- [To do] Begin at the top of the following data. Copy each line exactly until you have copied the line containing "merging one in is".

Material for this exercise Start Marker

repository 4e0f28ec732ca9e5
//! Rule-block scanning and re-serialization.
//!
//! A rule block is a `head { declarations }` unit of block-structured text.
//! The scanner tolerates one level of nested braces inside a body, which
//! keeps a simple at-rule (a media query wrapping inner rules) together as a
//! single opaque block keyed by the at-rule head.

use itertools::Itertools;
use regex::Regex;

/// One scanned block: the trimmed head is the identity key, the trimmed
/// body is kept verbatim. An empty body is a valid block; merging one in is
/// how a caller empties a key without deleting it.
#[derive(Debug, Clone, PartialEq, Eq)]
pub struct RuleBlock {
    pub key: String,
    pub body: String,
}

impl RuleBlock {
    pub fn new(key: impl Into<String>, body: impl Into<String>) -> Self {
        Self {
            key: key.into(),
            body: body.into(),
        }
    }

    /// Render as `key {\n  decl;\n  ...\n}`.
    ///
    /// Declarations are split on `;`, trimmed, and dropped when empty, so
    /// stray whitespace and doubled semicolons do not survive a round trip.
    pub fn render(&self) -> String {
        let declarations = self
            .body
            .split(';')
            .map(str::trim)
            .filter(|declaration| !declaration.is_empty())
            .map(|declaration| format!("  {declaration};"))
            .join("\n");
        format!("{} {{\n{}\n}}", self.key, declarations)
    }
}

/// Scanner for `head { body }` blocks.
pub struct RuleBlockParser {
    block_regex: Regex,
}

impl RuleBlockParser {
    pub fn new() -> Self {
        Self {
            // Head is any brace-free run; body is brace-free text with
            // optional single-depth `{...}` groups in between.
            block_regex: Regex::new(r"([^{}]+)\{([^{}]*(?:\{[^{}]*\}[^{}]*)*)\}").unwrap(),
        }
    }

    /// Scan `text` into its ordered block list.
    ///
    /// Keys are not deduplicated here; the same key may appear many times
    /// and callers decide which occurrence wins. Text that never closes its
    /// brace does not match and is silently dropped, so a truncated snippet
    /// degrades to the blocks that were complete instead of failing.
    pub fn parse(&self, text: &str) -> Vec<RuleBlock> {
        self.block_regex
            .captures_iter(text)
            .map(|caps| RuleBlock::new(caps[1].trim(), caps[2].trim()))
            .collect()
    }
}

impl Default for RuleBlockParser {
    fn default() -> Self {
        Self::new()
    }
}
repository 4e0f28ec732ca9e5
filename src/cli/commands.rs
//! Command dispatch
//!
//! Thin handlers over the service container; all user-facing text goes
//! through `cli::output` and every failure maps to a sysexits code in main.

use std::io;
use std::path::Path;

use clap::{Command, CommandFactory};
use clap_complete::{generate, Generator};
use tracing::{debug, instrument};

use crate::application::{ApplicationError, IoResultExt};
use crate::cli::args::{Cli, Commands, ConfigCommands, ShowFormat};
use crate::cli::error::{CliError, CliResult};
use crate::cli::output;
use crate::config::{self, Settings};
use crate::domain::{
    reparent, DropZoneClassifier, MergeError, Placement, PlacementIntent, PointerPos, TargetRect,
};
use crate::infrastructure::ServiceContainer;

pub fn execute_command(cli: &Cli) -> CliResult<()> {
    // Completions need no settings and must not fail on a broken config.
    if let Commands::Completion { shell } = &cli.command {
        return _completion(*shell);
    }

    let settings = Settings::load(cli.local_dir.as_deref())?;
    debug!("effective settings: {:?}", settings);
    let container = ServiceContainer::new(settings);

    match &cli.command {
        Commands::Merge {
            language,
            file,
            snippet,
            write,
        } => _merge(&container, language, file, snippet.as_deref(), *write),
        Commands::Classify {
            x,
            y,
            top,
            left,
            width,
            height,
            fraction,
        } => _classify(
            &container,
            PointerPos::new(*x, *y),
            TargetRect::new(*top, *left, *width, *height),
            *fraction,
        ),
        Commands::Move {
            snapshot,
            source,
            target,
            placement,
        } => _move(&container, snapshot, source, target, (*placement).into()),
        Commands::Add {
            snapshot,
            id,
            label,
            parent,
        } => _add(
            &container,
            snapshot,
            id.clone(),
            label.clone(),
            parent.as_deref(),
        ),
        Commands::Remove { snapshot, id } => _remove(&container, snapshot, id),
        Commands::Show { snapshot, format } => _show(&container, snapshot, *format),
        Commands::Instructions { language } => _instructions(&container, language.as_deref()),
        Commands::Config { command } => _config(&container, command, cli.local_dir.as_deref()),
        Commands::Completion { .. } => unreachable!("handled before settings load"),
    }
}

#[instrument(skip(container))]
fn _merge(
    container: &ServiceContainer,
    language: &str,
    file: &Path,
    snippet: Option<&Path>,
    write: bool,
) -> CliResult<()> {
    let snippet_text = match snippet {
        Some(path) => container
            .fs
            .read_to_string(path)
            .with_path_context("read snippet", path)?,
        None => {
            io::read_to_string(io::stdin()).map_err(|e| ApplicationError::OperationFailed {
                context: "read snippet from stdin".to_string(),
                source: e,
            })?
        }
    };

    if write {
        container
            .merge
            .merge_into_file(language, file, &snippet_text)?;
        output::success(&format!(
            "merged {} snippet into {}",
            language,
            file.display()
        ));
    } else {
        let merged = container.merge.merge_text(language, file, &snippet_text)?;
        output::info(&merged);
    }
    Ok(())
}

fn _classify(
    container: &ServiceContainer,
    pointer: PointerPos,
    rect: TargetRect,
    fraction: Option<f64>,
) -> CliResult<()> {
    let fraction = match fraction {
        Some(value) => {
            if !value.is_finite() || value <= 0.0 || value >= 1.0 {
                return Err(CliError::InvalidArgs(format!(
                    "fraction must be strictly between 0 and 1, got {value}"
                )));
            }
            value
        }
        None => container.settings.classifier.drop_fraction,
    };

    let placement = DropZoneClassifier::new(fraction).classify(pointer, rect);
    output::info(&placement);
    Ok(())
}

#[instrument(skip(container))]
fn _move(
    container: &ServiceContainer,
    snapshot: &Path,
    source: &str,
    target: &str,
    placement: Placement,
) -> CliResult<()> {
    let mut store = container.snapshot.load(snapshot)?;
    let intent = PlacementIntent::new(placement, target);

    match reparent(&mut store, source, &intent) {
        Ok(()) => {
            container.snapshot.save(snapshot, &store)?;
            output::success(&format!("moved {source} {placement} {target}"));
            Ok(())
        }
        // Self-moves and root-sibling drops are shrugged off; the snapshot
        // file is left byte-identical.
        Err(e) if e.is_noop() => {
            output::warning(&e);
            Ok(())
        }
        Err(e) => Err(CliError::App(e.into())),
    }
}

fn _add(
    container: &ServiceContainer,
    snapshot: &Path,
    id: Option<String>,
    label: Option<String>,
    parent: Option<&str>,
) -> CliResult<()> {
    let mut store = container.snapshot.load(snapshot)?;
    let id = store
        .insert(id, label, parent)
        .map_err(ApplicationError::from)?;
    container.snapshot.save(snapshot, &store)?;
    output::action("added", &id);
    Ok(())
}

fn _remove(container: &ServiceContainer, snapshot: &Path, id: &str) -> CliResult<()> {
    let mut store = container.snapshot.load(snapshot)?;
    let removed = store.remove(id).map_err(ApplicationError::from)?;
    container.snapshot.save(snapshot, &store)?;
    output::action("removed", &removed.id);
    if !removed.children.is_empty() {
        output::warning(&format!(
            "{} child node(s) promoted to roots",
            removed.children.len()
        ));
    }
    Ok(())
}

fn _show(container: &ServiceContainer, snapshot: &Path, format: ShowFormat) -> CliResult<()> {
    let store = container.snapshot.load(snapshot)?;
    match format {
        ShowFormat::Ascii => {
            for tree in store.to_tree_strings() {
                output::info(tree.to_string().trim_end());
            }
        }
        ShowFormat::Markdown => output::info(store.to_markdown().trim_end()),
    }
    Ok(())
}

fn _instructions(container: &ServiceContainer, language: Option<&str>) -> CliResult<()> {
    let registry = container.merge.registry();
    match language {
        Some(tag) => {
            let strategy = registry
                .strategy(tag)
                .ok_or_else(|| ApplicationError::from(MergeError::UnknownLanguage(tag.into())))?;
            output::info(strategy.prompt_instructions());
        }
        None => output::info(&registry.prompt_instructions()),
    }
    Ok(())
}

fn _config(
    container: &ServiceContainer,
    command: &ConfigCommands,
    local_dir: Option<&Path>,
) -> CliResult<()> {
    match command {
        ConfigCommands::Show => {
            output::info(container.settings.to_toml()?.trim_end());
            Ok(())
        }
        ConfigCommands::Init { global } => _config_init(container, *global, local_dir),
        ConfigCommands::Path => {
            output::header("Config locations");
            match config::global_config_path() {
                Some(path) => output::action("global", &path.display()),
                None => output::action("global", &"<no config directory available>"),
            }
            let local = config::local_config_path(local_dir.unwrap_or(Path::new(".")));
            output::action("local", &local.display());
            Ok(())
        }
    }
}

fn _config_init(container: &ServiceContainer, global: bool, local_dir: Option<&Path>) -> CliResult<()> {
    let path = if global {
        config::global_config_path().ok_or_else(|| {
            CliError::InvalidArgs("cannot determine the global config directory".to_string())
        })?
    } else {
        config::local_config_path(local_dir.unwrap_or(Path::new(".")))
    };

    if container.fs.exists(&path) {
        return Err(CliError::InvalidArgs(format!(
            "config already exists: {}",
            path.display()
        )));
    }

    container
        .fs
        .ensure_parent(&path)
        .with_path_context("create config directory", &path)?;
    container
        .fs
        .write_atomic(&path, &Settings::template())
        .with_path_context("write config template", &path)?;
    output::success(&format!("created {}", path.display()));
    Ok(())
}

fn print_completions<G: Generator>(gen: G, cmd: &mut Command) {
    generate(gen, cmd, cmd.get_name().to_string(), &mut io::stdout());
}

fn _completion(shell: clap_complete::Shell) -> CliResult<()> {
    let mut cmd = Cli::command();
    print_completions(shell, &mut cmd);
    Ok(())
}
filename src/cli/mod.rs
//! CLI layer: argument parsing and command dispatch

pub mod args;
pub mod commands;
pub mod error;
pub mod output;

pub use args::{Cli, Commands};
pub use error::{CliError, CliResult};
//! Infrastructure layer: I/O implementations and DI container
//!
//! This layer implements I/O boundary traits and wires up services.

pub mod di;
pub mod traits;

pub use di::ServiceContainer;
pub use traits::{FileSystem, RealFileSystem};
//! Domain-level errors (no I/O concerns)

use thiserror::Error;

use crate::domain::hierarchy::NodeId;

/// Violations of the hierarchy invariants.
///
/// Snapshot validation and rejected moves share this taxonomy. Rejections
/// never leave a partially-applied change behind; catching one of these means
/// the structure is exactly as it was before the call.
#[derive(Error, Debug, PartialEq, Eq)]
pub enum HierarchyError {
    #[error("unknown node: {0}")]
    UnknownNode(NodeId),

    #[error("duplicate node id: {0}")]
    DuplicateId(NodeId),

    #[error("node {0} is claimed as a child by more than one parent")]
    MultipleParents(NodeId),

    #[error("cycle detected in hierarchy at: {0}")]
    CycleDetected(NodeId),

    // A field named `source` would be picked up as the error's cause by
    // thiserror, so the moved node goes by `source_id`.
    #[error("move rejected: {target_id} is inside the subtree of {source_id}")]
    CycleBlocked { source_id: NodeId, target_id: NodeId },

    #[error("move rejected: {0} cannot be moved relative to itself")]
    SelfMove(NodeId),

    #[error("move rejected: {0} is a root and cannot take siblings")]
    RootSibling(NodeId),
}

impl HierarchyError {
    /// Rejections that callers should surface as a soft notice rather than a
    /// hard failure. The structure is untouched either way.
    pub fn is_noop(&self) -> bool {
        matches!(
            self,
            HierarchyError::SelfMove(_) | HierarchyError::RootSibling(_)
        )
    }
}

/// Failures of the language merge dispatch.
///
/// Incomplete input is deliberately absent here: a snippet with unbalanced
/// braces degrades to the blocks that did scan and still merges.
#[derive(Error, Debug, PartialEq, Eq)]
pub enum MergeError {
    #[error("no merge strategy registered for language '{0}'")]
    UnknownLanguage(String),

    #[error("merge strategy for '{language}' failed: {message}")]
    Strategy { language: String, message: String },
}

pub type HierarchyResult<T> = Result<T, HierarchyError>;
pub type MergeResult<T> = Result<T, MergeError>;
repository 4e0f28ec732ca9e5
use std::process;

use clap::Parser;
use tracing::level_filters::LevelFilter;
use tracing_subscriber::fmt;
use tracing_subscriber::layer::SubscriberExt;
use tracing_subscriber::util::SubscriberInitExt;
use tracing_subscriber::Layer;

use snipsplicer::cli::args::Cli;
use snipsplicer::cli::commands::execute_command;
use snipsplicer::cli::output;
use snipsplicer::exitcode;

fn main() {
    let cli = Cli::parse();

    setup_logging(cli.verbose);

    if let Err(e) = execute_command(&cli) {
        output::error(&e);
        process::exit(e.exit_code());
    }
    process::exit(exitcode::OK);
}

fn setup_logging(verbosity: u8) {
    let filter = match verbosity {
        0 => LevelFilter::WARN,
        1 => LevelFilter::INFO,
        2 => LevelFilter::DEBUG,
        _ => LevelFilter::TRACE,
    };

    let fmt_layer = fmt::layer()
        .with_writer(std::io::stderr)
        .with_target(true)
        .with_thread_names(false);

    tracing_subscriber::registry()
        .with(fmt_layer.with_filter(filter))
        .init();

    match filter {
        LevelFilter::INFO => tracing::info!("Log level: info"),
        LevelFilter::DEBUG => tracing::debug!("Log level: debug"),
        LevelFilter::TRACE => tracing::debug!("Log level: trace"),
        _ => {}
    }
}
//! Shared utilities

pub mod testing;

Material for this exercise End Marker

- [Response to the exercise]
repository 4e0f28ec732ca9e5
//! Rule-block scanning and re-serialization.
//!
//! A rule block is a `head { declarations }` unit of block-structured text.
//! The scanner tolerates one level of nested braces inside a body, which
//! keeps a simple at-rule (a media query wrapping inner rules) together as a
//! single opaque block keyed by the at-rule head.

use itertools::Itertools;
use regex::Regex;

/// One scanned block: the trimmed head is the identity key, the trimmed
/// body is kept verbatim. An empty body is a valid block; merging one in is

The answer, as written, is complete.